En ce sens, SPS ne concerne pas une mauvaise personne, mais « ce qui se passe lorsque l’appréciation et la responsabilité n’ont pas été suffisamment développées dans une relation ».

Quels sont les signes courants de cette dynamique ?

L’un des principaux moyens par lesquels vous pourrez déterminer si un SPS a lieu dans votre relation est lorsque la générosité commence à se transformer en ressentiment.

Un autre changement notable pourrait être qu’un partenaire commence à se comporter comme si le soutien, le pardon ou l’accommodement étaient automatiques plutôt que quelque chose qui devait être apprécié.

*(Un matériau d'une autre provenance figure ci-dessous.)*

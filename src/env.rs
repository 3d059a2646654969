use std::sync::Arc;
use std::time::Duration;

use rand::rngs::SmallRng;
use rand::{Rng, SeedableRng};
use serde::Serialize;
use tracing::{debug, info};

use crate::action::{ActionSpace, Decoded, GestureKind, PixelCoordinate};
use crate::backend::{Backend, BackendError, ClickOptions, MouseButton};
use crate::bridge::AsyncBridge;
use crate::config::Config;
use crate::diagnostics::Diagnostics;
use crate::error::EnvError;
use crate::frame::Frame;
use crate::observation::{ObservationPipeline, ResourceReading};
use crate::ocr::Ocr;
use crate::path::{DEFAULT_CONTROL_POINTS, path};
use crate::preload::{self, PreloadCommand};
use crate::turn::TurnDetector;

/// Pause between consecutive cursor positions of a synthesized path.
const MOVE_DELAY_MS: std::ops::RangeInclusive<u64> = 1..=5;

// =============================================================================
// Episode State
// =============================================================================

#[derive(Debug, Clone, Copy, PartialEq, Eq)]
pub(crate) enum SessionState {
    Uninitialized,
    Ready,
    Terminated,
}

#[derive(Debug, Clone)]
pub struct EpisodeState {
    /// `None` until a first reading is accepted.
    pub last_gold: Option<i64>,
    pub step_count: u64,
    /// Viewport position the pointer was last sent to.
    pub cursor: PixelCoordinate,
}

/// Per-step side channel returned next to the frame.
#[derive(Debug, Clone, Default, Serialize)]
pub struct Info {
    /// Last accepted treasury reading, 0 before the first one.
    pub gold: i64,
    pub raw_text: String,
    pub reading_accepted: bool,
    pub step: u64,
    pub suppressed: bool,
    pub turn_polls: u32,
    pub turn_timeout: bool,
    pub full_screen_menu: bool,
}

#[derive(Debug)]
pub struct StepResult {
    pub frame: Frame,
    pub reward: f64,
    pub terminated: bool,
    pub truncated: bool,
    pub info: Info,
}

// =============================================================================
// DOS Environment
// =============================================================================

/// Lords of the Realm II behind a synchronous `reset` / `step` interface.
///
/// All backend traffic goes through the injected [`AsyncBridge`], one call at
/// a time: move, click, observe, then poll while the end-of-turn animation
/// plays.
pub struct DosEnv {
    config: Config,
    bridge: AsyncBridge,
    backend: Arc<dyn Backend>,
    actions: ActionSpace,
    pipeline: ObservationPipeline,
    detector: TurnDetector,
    diagnostics: Diagnostics,
    preload: Vec<PreloadCommand>,
    game_url: String,
    episode: EpisodeState,
    pub(crate) session_state: SessionState,
    suppressed_total: u64,
    debug_step: bool,
    rng: SmallRng,
}

impl DosEnv {
    pub fn new(
        config: Config,
        bridge: AsyncBridge,
        backend: Arc<dyn Backend>,
        ocr: Box<dyn Ocr>,
        game_url: String,
    ) -> Result<Self, EnvError> {
        let actions = ActionSpace::new(&config.geometry, config.geometry.drag);
        let pipeline = ObservationPipeline::new(&config.observation, ocr);
        let detector = TurnDetector::from_config(&config.turn)?;
        let diagnostics = Diagnostics::create(&config.episode.log_root, &config.game)?;
        let preload = config
            .episode
            .preload_script
            .as_deref()
            .map(preload::load)
            .unwrap_or_default();
        let rng = match config.episode.seed {
            Some(seed) => SmallRng::seed_from_u64(seed),
            None => SmallRng::from_os_rng(),
        };
        let cursor = actions.to_viewport(PixelCoordinate::new(0.0, 0.0));

        info!(
            "action space {} ({}x{} grid, drag={}), logs in {}",
            actions.size(),
            actions.grid_width(),
            actions.grid_height(),
            actions.drag_enabled(),
            diagnostics.dir().display()
        );

        Ok(Self {
            config,
            bridge,
            backend,
            actions,
            pipeline,
            detector,
            diagnostics,
            preload,
            game_url,
            episode: EpisodeState {
                last_gold: None,
                step_count: 0,
                cursor,
            },
            session_state: SessionState::Uninitialized,
            suppressed_total: 0,
            debug_step: Self::debug_step_enabled(),
            rng,
        })
    }

    /// Swap in a detector built from in-memory templates.
    pub fn with_turn_detector(mut self, detector: TurnDetector) -> Self {
        self.detector = detector;
        self
    }

    fn debug_step_enabled() -> bool {
        match std::env::var("LOTR2_DEBUG_STEP") {
            Ok(val) => matches!(val.as_str(), "1" | "true" | "TRUE" | "yes" | "YES"),
            Err(_) => false,
        }
    }

    pub fn action_space(&self) -> &ActionSpace {
        &self.actions
    }

    /// `(height, width, 3)` of the frames `reset` and `step` return.
    pub fn observation_shape(&self) -> (usize, usize, usize) {
        let crop = &self.config.observation.crop;
        let b = &self.config.backend;
        (
            b.viewport_height.saturating_sub(crop.top + crop.bottom) as usize,
            b.viewport_width.saturating_sub(crop.left + crop.right) as usize,
            3,
        )
    }

    pub fn episode(&self) -> &EpisodeState {
        &self.episode
    }

    pub fn diagnostics(&self) -> &Diagnostics {
        &self.diagnostics
    }

    pub fn suppressed_total(&self) -> u64 {
        self.suppressed_total
    }

    pub fn config(&self) -> &Config {
        &self.config
    }

    pub fn reset(&mut self, seed: Option<u64>) -> Result<(Frame, Info), EnvError> {
        // Not steppable again until this reset has fully succeeded.
        self.session_state = SessionState::Uninitialized;
        self.diagnostics.begin_episode()?;
        if let Some(seed) = seed {
            self.rng = SmallRng::seed_from_u64(seed);
        }

        let backend = self.backend.clone();
        let url = self.game_url.clone();
        let commands = self.preload.clone();
        self.bridge.run(async move {
            if !backend.is_running().await {
                backend.start().await?;
            }
            backend.navigate(&url).await?;
            preload::run(&commands, backend.as_ref()).await
        })??;

        let (frame, reading) =
            self.pipeline
                .observe(&self.bridge, &self.backend, None, &mut self.diagnostics)?;
        self.episode.last_gold = reading.value;
        self.episode.step_count = 0;
        self.session_state = SessionState::Ready;

        let info = self.info(&reading, false, 0, false, self.detector.is_full_screen_menu(&frame));
        info!("reset: gold {:?}", self.episode.last_gold);
        Ok((frame, info))
    }

    pub fn step(&mut self, action: usize) -> Result<StepResult, EnvError> {
        match self.session_state {
            SessionState::Ready => {}
            SessionState::Uninitialized => {
                return Err(EnvError::BackendUnavailable(
                    "step() called before reset()".to_string(),
                ));
            }
            SessionState::Terminated => {
                return Err(EnvError::BackendUnavailable(
                    "environment terminated; call reset()".to_string(),
                ));
            }
        }

        let decoded = self.actions.decode(action)?;
        let suppressed = self.play(action, &decoded)?;

        let frame = self.pipeline.capture(&self.bridge, &self.backend)?;
        let settle = {
            let pipeline = &self.pipeline;
            let bridge = &self.bridge;
            let backend = &self.backend;
            self.detector
                .wait_until_settled(frame, &mut self.diagnostics, || {
                    pipeline.capture(bridge, backend)
                })?
        };
        let previous = self.episode.last_gold;
        let reading = self
            .pipeline
            .inspect(&settle.frame, previous, &mut self.diagnostics)?;

        let reward = match (reading.value, previous) {
            (Some(new), Some(prev)) => (new - prev).max(0) as f64,
            _ => 0.0,
        };
        if reward > 0.0 {
            info!(
                "gained reward {reward} (gold {} <- {})",
                reading.value.unwrap_or_default(),
                previous.unwrap_or_default()
            );
        }
        if reading.value.is_some() {
            self.episode.last_gold = reading.value;
        }

        self.episode.step_count += 1;
        let truncated = self.episode.step_count >= self.config.episode.max_steps;
        if truncated {
            self.session_state = SessionState::Terminated;
        }

        let info = self.info(
            &reading,
            suppressed,
            settle.polls,
            settle.timed_out,
            settle.full_screen_menu,
        );
        if self.debug_step {
            info!(
                "step {} action {action} -> {decoded:?} reward {reward} gold {} text {:?}",
                info.step, info.gold, info.raw_text
            );
        }

        Ok(StepResult {
            frame: settle.frame,
            reward,
            terminated: false,
            truncated,
            info,
        })
    }

    /// Release the browser session. Further steps need a `reset`.
    pub fn close(&mut self) -> Result<(), EnvError> {
        let backend = self.backend.clone();
        self.bridge.run(async move { backend.close().await })??;
        self.session_state = SessionState::Terminated;
        Ok(())
    }

    /// Carry out the gesture for one decoded action. Returns whether it was
    /// suppressed by an exclusion zone.
    fn play(&mut self, action: usize, decoded: &Decoded) -> Result<bool, EnvError> {
        match *decoded {
            Decoded::Wait => {
                debug!("wait action");
                Ok(false)
            }
            Decoded::Reserved { slot } => {
                info!("action {action} maps to reserved slot {slot}, ignored");
                Ok(false)
            }
            Decoded::Suppressed { cell, pixel } => {
                let zone = self
                    .actions
                    .excluded_by(pixel)
                    .map(|z| z.name.clone())
                    .unwrap_or_default();
                info!(
                    "prevent moving inside excluded area {zone}: cell ({}, {}) at ({}, {})",
                    cell.col, cell.row, pixel.x, pixel.y
                );
                self.suppressed_total += 1;
                Ok(true)
            }
            Decoded::Press | Decoded::Release => {
                let backend = self.backend.clone();
                let press = matches!(decoded, Decoded::Press);
                self.bridge.run(async move {
                    if press {
                        backend.mouse_down(MouseButton::Left).await
                    } else {
                        backend.mouse_up(MouseButton::Left).await
                    }
                })??;
                Ok(false)
            }
            Decoded::Gesture { pixel, kind, .. } => {
                let target = self.actions.to_viewport(pixel);
                let points = path(&mut self.rng, self.episode.cursor, target, DEFAULT_CONTROL_POINTS);
                let delays: Vec<u64> = points
                    .iter()
                    .map(|_| self.rng.random_range(MOVE_DELAY_MS))
                    .collect();
                let backend = self.backend.clone();
                self.bridge.run(async move {
                    for (p, delay) in points.iter().zip(delays) {
                        backend.move_to(p.x, p.y).await?;
                        tokio::time::sleep(Duration::from_millis(delay)).await;
                    }
                    if kind == GestureKind::MoveClick {
                        backend.click(target.x, target.y, ClickOptions::default()).await?;
                    }
                    Ok::<_, BackendError>(())
                })??;
                self.episode.cursor = target;
                Ok(false)
            }
        }
    }

    fn info(
        &self,
        reading: &ResourceReading,
        suppressed: bool,
        turn_polls: u32,
        turn_timeout: bool,
        full_screen_menu: bool,
    ) -> Info {
        Info {
            gold: self.episode.last_gold.unwrap_or(0),
            raw_text: reading.raw_text.clone(),
            reading_accepted: reading.value.is_some(),
            step: self.episode.step_count,
            suppressed,
            turn_polls,
            turn_timeout,
            full_screen_menu,
        }
    }
}
use std::sync::Mutex;
use std::time::Duration;

use async_trait::async_trait;
use base64::Engine;
use base64::engine::general_purpose::STANDARD as BASE64;
use rand::Rng;
use reqwest::{Client, Method};
use serde_json::{Value, json};
use tracing::{debug, info};

use crate::backend::{Backend, BackendError, ClickOptions, MouseButton};
use crate::config::BackendConfig;
use crate::keys::{KeySpec, webdriver_key};

/// W3C WebDriver client for a chromedriver-compatible endpoint.
pub struct WebDriverBackend {
    http: Client,
    config: BackendConfig,
    session: Mutex<Option<String>>,
    cursor: Mutex<(f64, f64)>,
}

impl WebDriverBackend {
    pub fn new(config: BackendConfig) -> Result<Self, BackendError> {
        let http = Client::builder()
            .timeout(Duration::from_secs(config.request_timeout_secs))
            .build()?;
        Ok(Self {
            http,
            config,
            session: Mutex::new(None),
            cursor: Mutex::new((0.0, 0.0)),
        })
    }

    fn session_id(&self) -> Result<String, BackendError> {
        self.session
            .lock()
            .map_err(|_| BackendError::Protocol("session lock poisoned".into()))?
            .clone()
            .ok_or(BackendError::NotStarted)
    }

    fn set_session(&self, id: Option<String>) {
        if let Ok(mut guard) = self.session.lock() {
            *guard = id;
        }
    }

    fn cursor(&self) -> (f64, f64) {
        self.cursor.lock().map(|c| *c).unwrap_or((0.0, 0.0))
    }

    fn set_cursor(&self, x: f64, y: f64) {
        if let Ok(mut guard) = self.cursor.lock() {
            *guard = (x, y);
        }
    }

    fn url(&self, path: &str) -> String {
        format!("{}{}", self.config.webdriver_url.trim_end_matches('/'), path)
    }

    async fn call(&self, method: Method, path: &str, body: Option<Value>) -> Result<Value, BackendError> {
        debug!("webdriver {} {}", method, path);
        let mut req = self.http.request(method, self.url(path));
        if let Some(body) = body {
            req = req.json(&body);
        }
        let resp = req.send().await?;
        let status = resp.status();
        if !status.is_success() {
            // Proxies in front of the driver answer with HTML or plain text.
            let text = resp.text().await.unwrap_or_default();
            let detail = match serde_json::from_str::<Value>(&text) {
                Ok(payload) => {
                    let value = payload.get("value").cloned().unwrap_or(Value::Null);
                    let error = value.get("error").and_then(Value::as_str).unwrap_or("unknown error");
                    let message = value.get("message").and_then(Value::as_str).unwrap_or("");
                    format!("{error}: {message}")
                }
                Err(_) => text.trim().chars().take(200).collect(),
            };
            return Err(BackendError::Protocol(format!("{status} {detail}")));
        }
        let payload: Value = resp.json().await?;
        Ok(payload.get("value").cloned().unwrap_or(Value::Null))
    }

    async fn session_call(&self, method: Method, path: &str, body: Option<Value>) -> Result<Value, BackendError> {
        let id = self.session_id()?;
        self.call(method, &format!("/session/{id}{path}"), body).await
    }

    async fn perform(&self, actions: Value) -> Result<(), BackendError> {
        self.session_call(Method::POST, "/actions", Some(json!({ "actions": [actions] })))
            .await?;
        Ok(())
    }

    async fn keys(&self, codes: &[String], down: bool) -> Result<(), BackendError> {
        if codes.is_empty() {
            return Ok(());
        }
        let kind = if down { "keyDown" } else { "keyUp" };
        let steps: Vec<Value> = codes
            .iter()
            .map(|c| json!({ "type": kind, "value": webdriver_key(c) }))
            .collect();
        self.perform(json!({ "type": "key", "id": "keyboard", "actions": steps }))
            .await
    }
}

fn pointer(actions: Vec<Value>) -> Value {
    json!({
        "type": "pointer",
        "id": "mouse",
        "parameters": { "pointerType": "mouse" },
        "actions": actions,
    })
}

fn pointer_move(x: f64, y: f64, duration: u64) -> Value {
    json!({
        "type": "pointerMove",
        "origin": "viewport",
        "duration": duration,
        "x": x.round() as i64,
        "y": y.round() as i64,
    })
}

fn hold_ms() -> u64 {
    rand::rng().random_range(50..=100)
}

#[async_trait]
impl Backend for WebDriverBackend {
    async fn start(&self) -> Result<(), BackendError> {
        if self.session_id().is_ok() {
            return Ok(());
        }
        let mut args = self.config.browser_args.clone();
        args.push(format!(
            "--window-size={},{}",
            self.config.viewport_width, self.config.viewport_height
        ));
        if self.config.headless {
            args.push("--headless=new".to_string());
        }
        let caps = json!({
            "capabilities": {
                "alwaysMatch": {
                    "browserName": "chrome",
                    "goog:chromeOptions": { "args": args },
                }
            }
        });
        let value = self.call(Method::POST, "/session", Some(caps)).await?;
        let id = value
            .get("sessionId")
            .and_then(Value::as_str)
            .ok_or_else(|| BackendError::Protocol("new session response without sessionId".into()))?
            .to_string();
        info!("webdriver session {id} started");
        self.set_session(Some(id));

        self.session_call(
            Method::POST,
            "/window/rect",
            Some(json!({
                "width": self.config.viewport_width,
                "height": self.config.viewport_height,
            })),
        )
        .await?;
        Ok(())
    }

    async fn is_running(&self) -> bool {
        self.session_id().is_ok()
    }

    async fn navigate(&self, url: &str) -> Result<(), BackendError> {
        self.session_call(Method::POST, "/url", Some(json!({ "url": url })))
            .await?;
        Ok(())
    }

    async fn screenshot(&self) -> Result<Vec<u8>, BackendError> {
        let value = self.session_call(Method::GET, "/screenshot", None).await?;
        let encoded = value
            .as_str()
            .ok_or_else(|| BackendError::Protocol("screenshot value is not a string".into()))?;
        Ok(BASE64.decode(encoded)?)
    }

    async fn move_to(&self, x: f64, y: f64) -> Result<(), BackendError> {
        self.perform(pointer(vec![pointer_move(x, y, 0)])).await?;
        self.set_cursor(x, y);
        Ok(())
    }

    async fn click(&self, x: f64, y: f64, opts: ClickOptions) -> Result<(), BackendError> {
        self.keys(&opts.modifiers, true).await?;
        let button = opts.button.code();
        let result = self
            .perform(pointer(vec![
                pointer_move(x, y, 0),
                json!({ "type": "pointerDown", "button": button }),
                json!({ "type": "pause", "duration": hold_ms() }),
                json!({ "type": "pointerUp", "button": button }),
            ]))
            .await;
        // Release modifiers even when the click failed.
        self.keys(&opts.modifiers, false).await?;
        result?;
        self.set_cursor(x, y);
        Ok(())
    }

    async fn mouse_down(&self, button: MouseButton) -> Result<(), BackendError> {
        self.perform(pointer(vec![
            json!({ "type": "pointerDown", "button": button.code() }),
        ]))
        .await
    }

    async fn mouse_up(&self, button: MouseButton) -> Result<(), BackendError> {
        self.perform(pointer(vec![
            json!({ "type": "pointerUp", "button": button.code() }),
        ]))
        .await
    }

    async fn drag(&self, x: f64, y: f64) -> Result<(), BackendError> {
        let (cx, cy) = self.cursor();
        self.perform(pointer(vec![
            pointer_move(cx, cy, 0),
            json!({ "type": "pointerDown", "button": 0 }),
            pointer_move(x, y, 200),
            json!({ "type": "pointerUp", "button": 0 }),
        ]))
        .await?;
        self.set_cursor(x, y);
        Ok(())
    }

    async fn scroll(&self, dy: f64) -> Result<(), BackendError> {
        let (cx, cy) = self.cursor();
        self.perform(json!({
            "type": "wheel",
            "id": "wheel",
            "actions": [{
                "type": "scroll",
                "origin": "viewport",
                "x": cx.round() as i64,
                "y": cy.round() as i64,
                "deltaX": 0,
                "deltaY": dy.round() as i64,
            }],
        }))
        .await
    }

    async fn type_text(&self, text: &str) -> Result<(), BackendError> {
        let mut steps = Vec::with_capacity(text.chars().count() * 2);
        for c in text.chars() {
            steps.push(json!({ "type": "keyDown", "value": c.to_string() }));
            steps.push(json!({ "type": "keyUp", "value": c.to_string() }));
        }
        self.perform(json!({ "type": "key", "id": "keyboard", "actions": steps }))
            .await
    }

    async fn press_key(&self, key: &KeySpec) -> Result<(), BackendError> {
        let mut steps = Vec::new();
        for m in &key.modifiers {
            steps.push(json!({ "type": "keyDown", "value": webdriver_key(m) }));
        }
        let value = webdriver_key(&key.key);
        steps.push(json!({ "type": "keyDown", "value": value }));
        steps.push(json!({ "type": "pause", "duration": hold_ms() }));
        steps.push(json!({ "type": "keyUp", "value": value }));
        for m in key.modifiers.iter().rev() {
            steps.push(json!({ "type": "keyUp", "value": webdriver_key(m) }));
        }
        self.perform(json!({ "type": "key", "id": "keyboard", "actions": steps }))
            .await
    }

    async fn close(&self) -> Result<(), BackendError> {
        let Ok(id) = self.session_id() else {
            return Ok(());
        };
        self.set_session(None);
        self.call(Method::DELETE, &format!("/session/{id}"), None)
            .await?;
        info!("webdriver session {id} closed");
        Ok(())
    }
}

#[cfg(test)]
mod tests {
    use super::*;
    use std::io::Read;
    use std::sync::Arc;
    use tiny_http::{Response, Server};

    type Log = Arc<Mutex<Vec<(String, String, String)>>>;

    /// Minimal chromedriver: one session "s1", a fixed screenshot.
    fn fake_driver() -> (String, Log) {
        let server = Server::http("127.0.0.1:0").unwrap();
        let url = format!("http://{}", server.server_addr());
        let log: Log = Arc::new(Mutex::new(Vec::new()));
        let seen = log.clone();
        std::thread::spawn(move || {
            for mut request in server.incoming_requests() {
                let mut body = String::new();
                let _ = request.as_reader().read_to_string(&mut body);
                let method = request.method().to_string();
                let path = request.url().to_string();
                seen.lock().unwrap().push((method.clone(), path.clone(), body));
                let payload = match (method.as_str(), path.as_str()) {
                    ("POST", "/session") => r#"{"value":{"sessionId":"s1","capabilities":{}}}"#.to_string(),
                    ("GET", "/session/s1/screenshot") => {
                        format!(r#"{{"value":"{}"}}"#, BASE64.encode(b"not-really-a-png"))
                    }
                    _ if path.starts_with("/session/s1") => r#"{"value":null}"#.to_string(),
                    _ if path.starts_with("/session/behind-proxy") => {
                        let resp = Response::from_string("<html><body>502 Bad Gateway</body></html>")
                            .with_status_code(502);
                        let _ = request.respond(resp);
                        continue;
                    }
                    _ => {
                        let resp = Response::from_string(
                            r#"{"value":{"error":"invalid session id","message":"gone"}}"#,
                        )
                        .with_status_code(404);
                        let _ = request.respond(resp);
                        continue;
                    }
                };
                let _ = request.respond(Response::from_string(payload));
            }
        });
        (url, log)
    }

    fn backend(url: &str) -> WebDriverBackend {
        WebDriverBackend::new(BackendConfig {
            webdriver_url: url.to_string(),
            request_timeout_secs: 5,
            ..BackendConfig::default()
        })
        .unwrap()
    }

    #[tokio::test]
    async fn calls_before_start_fail_not_started() {
        let b = backend("http://127.0.0.1:9");
        assert!(matches!(b.screenshot().await, Err(BackendError::NotStarted)));
        assert!(matches!(b.navigate("http://x").await, Err(BackendError::NotStarted)));
        assert!(!b.is_running().await);
        b.close().await.unwrap();
    }

    #[tokio::test]
    async fn session_lifecycle() {
        let (url, log) = fake_driver();
        let b = backend(&url);
        b.start().await.unwrap();
        assert!(b.is_running().await);

        b.navigate("http://localhost:8080").await.unwrap();
        assert_eq!(b.screenshot().await.unwrap(), b"not-really-a-png");
        b.close().await.unwrap();
        assert!(!b.is_running().await);

        let log = log.lock().unwrap();
        let paths: Vec<_> = log.iter().map(|(m, p, _)| format!("{m} {p}")).collect();
        assert_eq!(
            paths,
            vec![
                "POST /session",
                "POST /session/s1/window/rect",
                "POST /session/s1/url",
                "GET /session/s1/screenshot",
                "DELETE /session/s1",
            ]
        );
        assert!(log[0].2.contains("--headless=new"));
        assert!(log[0].2.contains("--window-size=700,475"));
    }

    #[tokio::test]
    async fn click_holds_modifiers_around_pointer_actions() {
        let (url, log) = fake_driver();
        let b = backend(&url);
        b.start().await.unwrap();
        b.click(
            120.4,
            40.6,
            ClickOptions {
                button: MouseButton::Right,
                modifiers: vec!["Shift".into()],
            },
        )
        .await
        .unwrap();

        let log = log.lock().unwrap();
        let actions: Vec<Value> = log
            .iter()
            .filter(|(_, p, _)| p == "/session/s1/actions")
            .map(|(_, _, body)| serde_json::from_str(body).unwrap())
            .collect();
        assert_eq!(actions.len(), 3);
        assert_eq!(actions[0]["actions"][0]["actions"][0]["type"], "keyDown");
        let clicks = &actions[1]["actions"][0]["actions"];
        assert_eq!(clicks[0]["x"], 120);
        assert_eq!(clicks[0]["y"], 41);
        assert_eq!(clicks[1]["button"], 2);
        let hold = clicks[2]["duration"].as_u64().unwrap();
        assert!((50..=100).contains(&hold));
        assert_eq!(actions[2]["actions"][0]["actions"][0]["type"], "keyUp");
    }

    #[tokio::test]
    async fn protocol_errors_carry_the_driver_message() {
        let (url, _log) = fake_driver();
        let b = backend(&url);
        b.set_session(Some("stale".into()));
        let err = b.screenshot().await.unwrap_err();
        assert!(err.to_string().contains("invalid session id"));
    }

    #[tokio::test]
    async fn non_json_error_bodies_keep_the_status() {
        let (url, _log) = fake_driver();
        let b = backend(&url);
        b.set_session(Some("behind-proxy".into()));
        let err = b.screenshot().await.unwrap_err();
        match err {
            BackendError::Protocol(msg) => {
                assert!(msg.starts_with("502"), "{msg}");
                assert!(msg.contains("Bad Gateway"), "{msg}");
            }
            other => panic!("unexpected {other:?}"),
        }
    }
}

Pour vous aider à mieux comprendre le SPS, Minnie’s a présenté une sélection de signes à surveiller :

  • Ressentir du ressentiment parce que vous faites ou donnez plus.
  • Un partenaire intervient régulièrement pour résoudre les problèmes de l’autre, mais doit résoudre lui-même ses propres problèmes.
  • Votre effort n’est remarqué que lorsqu’il s’arrête.
  • En supposant que votre partenaire « devrait simplement savoir » ce que vous faites.
  • Vous ne vous sentez pas apprécié mais continuez à donner trop sans exprimer ce que vous ressentez.
  • Un déséquilibre dans le travail émotionnel, le travail domestique ou le maintien des relations.

Le syndrome du porc gâté peut être résolu

L’une des recommandations les plus fortes de Minnie est de vous poser régulièrement quelques questions difficiles.

Cela pourrait vous permettre de mieux comprendre si vous participez ou non à cette dynamique toxique.

Demandez-vous :

  • Qu’est-ce que je tolère ?
  • Qu’est-ce que j’active ?
  • Quelles limites est-ce que je ne fixe pas ?
  • Quelles conversations est-ce que j’évite ?

En fin de compte, des relations saines nécessitent à la fois la responsabilité et auto-réflexion.

Il ne faut pas oublier que le SPS peut parfois être dû à un manque de respect, mais souvent, note Minnie, c’est dû à un « manque de sensibilisation ».

«Les gens peuvent s’habituer à recevoir des soins et un soutien sans en apprécier pleinement le coût pour la personne qui les fournit. Cela suggère une certaine immaturité psychologique, mais ce n’est pas nécessairement malveillant.

Femme appuyée sur la porte, écrivant dans un cahier

« Si vous êtes avec un cochon gâté, votre travail sera susceptible de reconnaître où vous donnez trop et de commencer à être honnête avec vous-même et votre partenaire au sujet de vos sentiments et de vos besoins dans la relation. »

Ce sera la façon dont votre partenaire réagira (et si son comportement change ou non), ajoute Minnie, qui révélera quelles sont ses véritables intentions.